Although it may not yet be evident to organizations interested in postgraduate education, by 1972 they may well be stocking a large range of these cassettes, recording the talks of local and overseas speakers with the minimum of fuss and effort using high-quality unobtrusive portable instruments. The cassettes will be posted in standard little cardboard packets with equally little fuss.

Rather more expensive, but likely to be much appreciated by those who record some of their clinical or laboratory work for medical journals, is a best-quality "Polaroid" camera, with close-up accessories and a carrying bag. For medical work its main advantage is that the completed print is available in a few seconds, rather than in a few days taken by professional photographers and conventional cameras. Prints from "Polaroid" cameras can be quite acceptable to medical editors, even if their standard is not as high as that of prints from properly trained photographers. Having the illustration available so quickly, however, is a great help during the preparation of a manuscript "bis dat cui cito dat *", as Hamilton Bailey said in relation to emergency surgery. For those with an aggressive accountant, a leasing arrangement for the acquisition of this item might be an advantage.

At the top of this brief list, for presentation by a wife who has just won a lottery or submitted the best advertising-competition jingle of them all, is the purchase of a video-tape camera, recorder, monitor and tape. Two thousand dollars over the counter, and you can have the lot gift-wrapped and carried to your waiting car, for black and white anyway. Colour video is a little dearer. For the keen student of those manual procedures which loom so large in medical work, there can be no better equipment to act as the magic mirror for which the Scots poet Robert Burns yearned. One waits patiently, but hopefully.

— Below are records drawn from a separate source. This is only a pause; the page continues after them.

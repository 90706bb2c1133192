//! Serialisable image of a [`Game`] used for persistence and replica sync.

use std::collections::HashSet;

use outpost_core::{EntityId, FighterKind, Position, TeamId, UnitKind, UnitSettings};
use serde::{Deserialize, Serialize};

use crate::{
    config::MAX_BOARD_SIDE, entity::Food, Game, History, PlacementError, SnapshotError, Team,
    Unit,
};

/// Complete game state in a serde-friendly layout.
///
/// Entity lists are ordered by id, so two games in the same state always
/// produce identical snapshots.
#[derive(Clone, Debug, PartialEq, Eq, Serialize, Deserialize)]
#[serde(rename_all = "camelCase")]
pub struct Snapshot {
    /// Board width in cells.
    pub width: u32,
    /// Board height in cells.
    pub height: u32,
    /// Number of resolved turns.
    pub turn: u32,
    /// Turn limit.
    pub max_turns: u32,
    /// Population cap per team.
    pub max_pop: u32,
    /// Identifier the next created entity receives.
    pub next_entity_id: u32,
    /// Walls.
    pub walls: Vec<WallRecord>,
    /// Food items, loose or carried.
    pub foods: Vec<FoodRecord>,
    /// Teams with their headquarters.
    pub teams: Vec<TeamRecord>,
    /// Citizens of every team.
    pub citizens: Vec<CitizenRecord>,
    /// Fighters of every team, tagged with their kind.
    pub fighters: Vec<FighterRecord>,
    /// Every resolved turn.
    #[serde(default)]
    pub history: History,
}

/// Serialised wall.
#[derive(Clone, Debug, PartialEq, Eq, Serialize, Deserialize)]
pub struct WallRecord {
    /// Identifier of the wall.
    pub id: EntityId,
    /// Cell the wall occupies.
    pub position: Position,
}

/// Serialised food item.
#[derive(Clone, Debug, PartialEq, Eq, Serialize, Deserialize)]
#[serde(rename_all = "camelCase")]
pub struct FoodRecord {
    /// Identifier of the food.
    pub id: EntityId,
    /// Cell the food lies on or is carried across.
    pub position: Position,
    /// Carrier, when the food is carried.
    #[serde(default)]
    pub eaten_by: Option<EntityId>,
}

/// Serialised team including its headquarters.
#[derive(Clone, Debug, PartialEq, Eq, Serialize, Deserialize)]
#[serde(rename_all = "camelCase")]
pub struct TeamRecord {
    /// Identifier of the team.
    pub id: TeamId,
    /// Display colour.
    pub color: String,
    /// Food stockpile.
    pub food_count: u32,
    /// The team's headquarters; hp at or below zero marks it destroyed.
    pub headquarters: HeadquartersRecord,
    /// Per-kind unit constants.
    #[serde(default)]
    pub settings: UnitSettings,
}

/// Serialised headquarters.
#[derive(Clone, Debug, PartialEq, Eq, Serialize, Deserialize)]
pub struct HeadquartersRecord {
    /// Identifier of the headquarters.
    pub id: EntityId,
    /// Anchor cell.
    pub position: Position,
    /// Remaining hit points.
    pub hp: i64,
}

/// Serialised citizen.
#[derive(Clone, Debug, PartialEq, Eq, Serialize, Deserialize)]
pub struct CitizenRecord {
    /// Identifier of the citizen.
    pub id: EntityId,
    /// Owning team.
    pub team: TeamId,
    /// Remaining hit points.
    pub hp: i64,
    /// Cell the citizen stands on.
    pub position: Position,
    /// Carried food.
    #[serde(default)]
    pub carrying: Option<EntityId>,
}

/// Serialised fighter.
#[derive(Clone, Debug, PartialEq, Eq, Serialize, Deserialize)]
pub struct FighterRecord {
    /// Identifier of the fighter.
    pub id: EntityId,
    /// Owning team.
    pub team: TeamId,
    /// Fighter archetype.
    pub kind: FighterKind,
    /// Remaining hit points.
    pub hp: i64,
    /// Cell the fighter stands on.
    pub position: Position,
}

fn placed(id: EntityId) -> impl FnOnce(PlacementError) -> SnapshotError {
    move |source| SnapshotError::Placement { id, source }
}

impl Game {
    /// Captures the complete state.
    #[must_use]
    pub fn snapshot(&self) -> Snapshot {
        let teams = self
            .teams()
            .map(|team| TeamRecord {
                id: team.id(),
                color: team.color().to_owned(),
                food_count: team.food_count(),
                headquarters: HeadquartersRecord {
                    id: team.headquarters(),
                    position: team.headquarters_position(),
                    hp: self.unit(team.headquarters()).map_or(0, Unit::hp),
                },
                settings: *team.settings(),
            })
            .collect();

        let mut citizens = Vec::new();
        let mut fighters = Vec::new();
        for unit in self.units() {
            match unit.kind() {
                UnitKind::Citizen => citizens.push(CitizenRecord {
                    id: unit.id(),
                    team: unit.team(),
                    hp: unit.hp(),
                    position: unit.position(),
                    carrying: unit.carrying(),
                }),
                UnitKind::Fighter(kind) => fighters.push(FighterRecord {
                    id: unit.id(),
                    team: unit.team(),
                    kind,
                    hp: unit.hp(),
                    position: unit.position(),
                }),
                UnitKind::Headquarters => {}
            }
        }

        Snapshot {
            width: self.width,
            height: self.height,
            turn: self.turn,
            max_turns: self.max_turns,
            max_pop: self.max_pop,
            next_entity_id: self.next_entity_id,
            walls: self
                .walls()
                .map(|wall| WallRecord {
                    id: wall.id(),
                    position: wall.position(),
                })
                .collect(),
            foods: self
                .foods()
                .map(|food| FoodRecord {
                    id: food.id(),
                    position: food.position(),
                    eaten_by: food.eaten_by(),
                })
                .collect(),
            teams,
            citizens,
            fighters,
            history: self.history.clone(),
        }
    }

    /// Rebuilds a game from a snapshot, re-deriving the spatial index and
    /// the path finder.
    pub fn from_snapshot(snapshot: &Snapshot) -> Result<Self, SnapshotError> {
        if snapshot.width > MAX_BOARD_SIDE || snapshot.height > MAX_BOARD_SIDE {
            return Err(SnapshotError::BoardTooLarge {
                width: snapshot.width,
                height: snapshot.height,
            });
        }
        let mut game = Game::new(
            snapshot.width,
            snapshot.height,
            snapshot.max_turns,
            snapshot.max_pop,
        );
        game.turn = snapshot.turn;
        game.history = snapshot.history.clone();

        let mut ids = HashSet::new();
        let mut claim = |id: EntityId| {
            if ids.insert(id) {
                Ok(())
            } else {
                Err(SnapshotError::DuplicateId(id))
            }
        };

        for wall in &snapshot.walls {
            claim(wall.id)?;
            game.place_wall(wall.id, wall.position)
                .map_err(placed(wall.id))?;
        }

        for record in &snapshot.teams {
            let headquarters = record.headquarters.id;
            claim(headquarters)?;
            if record.headquarters.hp > 0 {
                let unit = Unit::new(
                    headquarters,
                    record.id,
                    UnitKind::Headquarters,
                    *record.settings.stats(UnitKind::Headquarters),
                    record.headquarters.position,
                )
                .with_hp(record.headquarters.hp);
                game.place_unit(unit).map_err(placed(headquarters))?;
            }
            let _ = game.teams.insert(
                record.id,
                Team::new(
                    record.id,
                    record.color.clone(),
                    record.food_count,
                    headquarters,
                    record.headquarters.position,
                    record.settings,
                ),
            );
        }

        let units = snapshot
            .citizens
            .iter()
            .map(|citizen| {
                (
                    citizen.id,
                    citizen.team,
                    UnitKind::Citizen,
                    citizen.hp,
                    citizen.position,
                    citizen.carrying,
                )
            })
            .chain(snapshot.fighters.iter().map(|fighter| {
                (
                    fighter.id,
                    fighter.team,
                    UnitKind::Fighter(fighter.kind),
                    fighter.hp,
                    fighter.position,
                    None,
                )
            }));
        for (id, team, kind, hp, position, carrying) in units {
            claim(id)?;
            if hp <= 0 {
                return Err(SnapshotError::DeadUnit(id));
            }
            let stats = *game
                .team(team)
                .ok_or(SnapshotError::UnknownTeam { unit: id, team })?
                .settings()
                .stats(kind);
            let mut unit = Unit::new(id, team, kind, stats, position).with_hp(hp);
            unit.set_carrying(carrying);
            game.place_unit(unit).map_err(placed(id))?;
        }

        for record in &snapshot.foods {
            claim(record.id)?;
            let mut food = Food::new(record.id, record.position);
            if let Some(carrier) = record.eaten_by {
                let carried = game.unit(carrier).map_or(false, |unit| {
                    unit.carrying() == Some(record.id) && unit.position() == record.position
                });
                if !carried {
                    return Err(SnapshotError::CarryMismatch {
                        food: record.id,
                        carrier,
                    });
                }
                food.attach(carrier, record.position);
            }
            game.place_food(food).map_err(placed(record.id))?;
        }

        for citizen in &snapshot.citizens {
            if let Some(food) = citizen.carrying {
                if game.food(food).and_then(Food::eaten_by) != Some(citizen.id) {
                    return Err(SnapshotError::CarryMismatch {
                        food,
                        carrier: citizen.id,
                    });
                }
            }
        }

        if ids.iter().any(|id| id.get() >= snapshot.next_entity_id) {
            return Err(SnapshotError::StaleNextId(snapshot.next_entity_id));
        }
        game.next_entity_id = snapshot.next_entity_id;
        Ok(game)
    }
}

#[cfg(test)]
mod tests {
    use super::*;

    fn game() -> Game {
        let mut game = Game::new(6, 6, 20, 10);
        let _ = game
            .add_team(TeamId::new(1), "#3b82f6", 4, UnitSettings::default(), Position::new(0, 0))
            .expect("fits");
        let _ = game
            .add_team(TeamId::new(2), "#ef4444", 4, UnitSettings::default(), Position::new(4, 4))
            .expect("fits");
        let _ = game.add_wall(Position::new(3, 0)).expect("fits");
        let _ = game.add_food(Position::new(2, 3)).expect("fits");
        let _ = game
            .add_unit(TeamId::new(1), UnitKind::Citizen, Position::new(2, 2))
            .expect("fits");
        let _ = game
            .add_unit(
                TeamId::new(2),
                UnitKind::Fighter(FighterKind::Infantry),
                Position::new(3, 4),
            )
            .expect("fits");
        game
    }

    #[test]
    fn snapshot_rebuilds_identical_game() {
        let original = game();
        let snapshot = original.snapshot();

        let restored = Game::from_snapshot(&snapshot).expect("valid snapshot");

        assert_eq!(restored.snapshot(), snapshot);
        assert_eq!(restored.occupied_cells(), original.occupied_cells());
        assert_eq!(restored.team_grid(TeamId::new(1)), original.team_grid(TeamId::new(1)));
        assert_eq!(snapshot.citizens.len(), 1);
        assert_eq!(snapshot.fighters[0].kind, FighterKind::Infantry);
    }

    #[test]
    fn overlapping_entities_are_rejected() {
        let mut snapshot = game().snapshot();
        let wall = snapshot.walls[0].clone();
        snapshot.walls.push(WallRecord {
            id: EntityId::new(99),
            position: wall.position,
        });
        snapshot.next_entity_id = 100;

        assert_eq!(
            Game::from_snapshot(&snapshot).map(|_| ()),
            Err(SnapshotError::Placement {
                id: EntityId::new(99),
                source: PlacementError::Occupied(wall.position),
            })
        );
    }

    #[test]
    fn duplicate_ids_and_stale_counters_are_rejected() {
        let mut snapshot = game().snapshot();
        snapshot.next_entity_id = 2;
        assert_eq!(
            Game::from_snapshot(&snapshot).map(|_| ()),
            Err(SnapshotError::StaleNextId(2))
        );

        let mut snapshot = game().snapshot();
        let mut duplicate = snapshot.walls[0].clone();
        duplicate.position = Position::new(5, 0);
        snapshot.walls.push(duplicate.clone());
        assert_eq!(
            Game::from_snapshot(&snapshot).map(|_| ()),
            Err(SnapshotError::DuplicateId(duplicate.id))
        );
    }

    #[test]
    fn carried_food_must_agree_with_carrier() {
        let mut snapshot = game().snapshot();
        snapshot.foods[0].eaten_by = Some(snapshot.citizens[0].id);

        assert!(matches!(
            Game::from_snapshot(&snapshot),
            Err(SnapshotError::CarryMismatch { .. })
        ));
    }

    #[test]
    fn carried_food_travels_with_its_carrier() {
        let mut snapshot = game().snapshot();
        let citizen = snapshot.citizens[0].id;
        snapshot.citizens[0].carrying = Some(snapshot.foods[0].id);
        snapshot.foods[0].eaten_by = Some(citizen);
        snapshot.foods[0].position = snapshot.citizens[0].position;

        let restored = Game::from_snapshot(&snapshot).expect("carrier and food agree");
        assert!(restored.loose_food_cells().is_empty());
        assert_eq!(
            restored.food(snapshot.foods[0].id).and_then(Food::eaten_by),
            Some(citizen)
        );

        snapshot.foods[0].position = Position::new(5, 5);
        assert_eq!(
            Game::from_snapshot(&snapshot).map(|_| ()),
            Err(SnapshotError::CarryMismatch {
                food: snapshot.foods[0].id,
                carrier: citizen,
            })
        );
    }

    #[test]
    fn dead_units_are_rejected() {
        let mut snapshot = game().snapshot();
        snapshot.max_pop = 1;
        snapshot.citizens[0].hp = 0;
        assert_eq!(
            Game::from_snapshot(&snapshot).map(|_| ()),
            Err(SnapshotError::DeadUnit(snapshot.citizens[0].id))
        );

        let mut snapshot = game().snapshot();
        snapshot.fighters[0].hp = -4;
        assert_eq!(
            Game::from_snapshot(&snapshot).map(|_| ()),
            Err(SnapshotError::DeadUnit(snapshot.fighters[0].id))
        );
    }

    #[test]
    fn oversized_boards_are_rejected() {
        let mut snapshot = game().snapshot();
        snapshot.width = 4_000_000_000;
        snapshot.height = 4_000_000_000;

        assert_eq!(
            Game::from_snapshot(&snapshot).map(|_| ()),
            Err(SnapshotError::BoardTooLarge {
                width: 4_000_000_000,
                height: 4_000_000_000,
            })
        );
    }
}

"He gives in double measure who gives quickly"

-o0o-

 
 

This was yet another uninvited editorial written over an evening or two for the Medical Journal of Australia December 20, 1969 p122-3

I'm no good at buying presents for birthdays, Christmas or other occasions except for myself. This time of my life was one of extended childhood, when I would walk through hardware shops wondering what devices for the kitchen or workshop might be useful in the operating theatre or medical practice elsewhere.

Any devices with a medical label were automatically more expensive, partly for good reasons such as documentation, higher built-in reliability and safety, and much smaller turnover, as well as a heavy up-market image.

Interesting, a Zeiss 2.2 dioptre loupe cost $38 then. Ten or 15 years later a custom loupe from Designs for Vision of New York cost over $1000.

By contrast a very basic video system cost $2000 then, and today far less for a hugely more powerful system. Moore 's Law is at work. Moore was the founder of Intel, the world's biggest maker of integrated circuits for memory and other computer components. The popular version of his law – not the way he remembers stating it – says the cost of chips halve and their power doubles every year. That means a factor of 1024 every ten years and over a million in 20 years, which is what has roughly been happening.

This is why there is the remorseless technical development of computing devices in medicine, partly because it can be done and therefore must be done and partly because of accelerating growth of expectations both by doctors and society even if this means massive 'overkill' (a better word please?) and waste at times.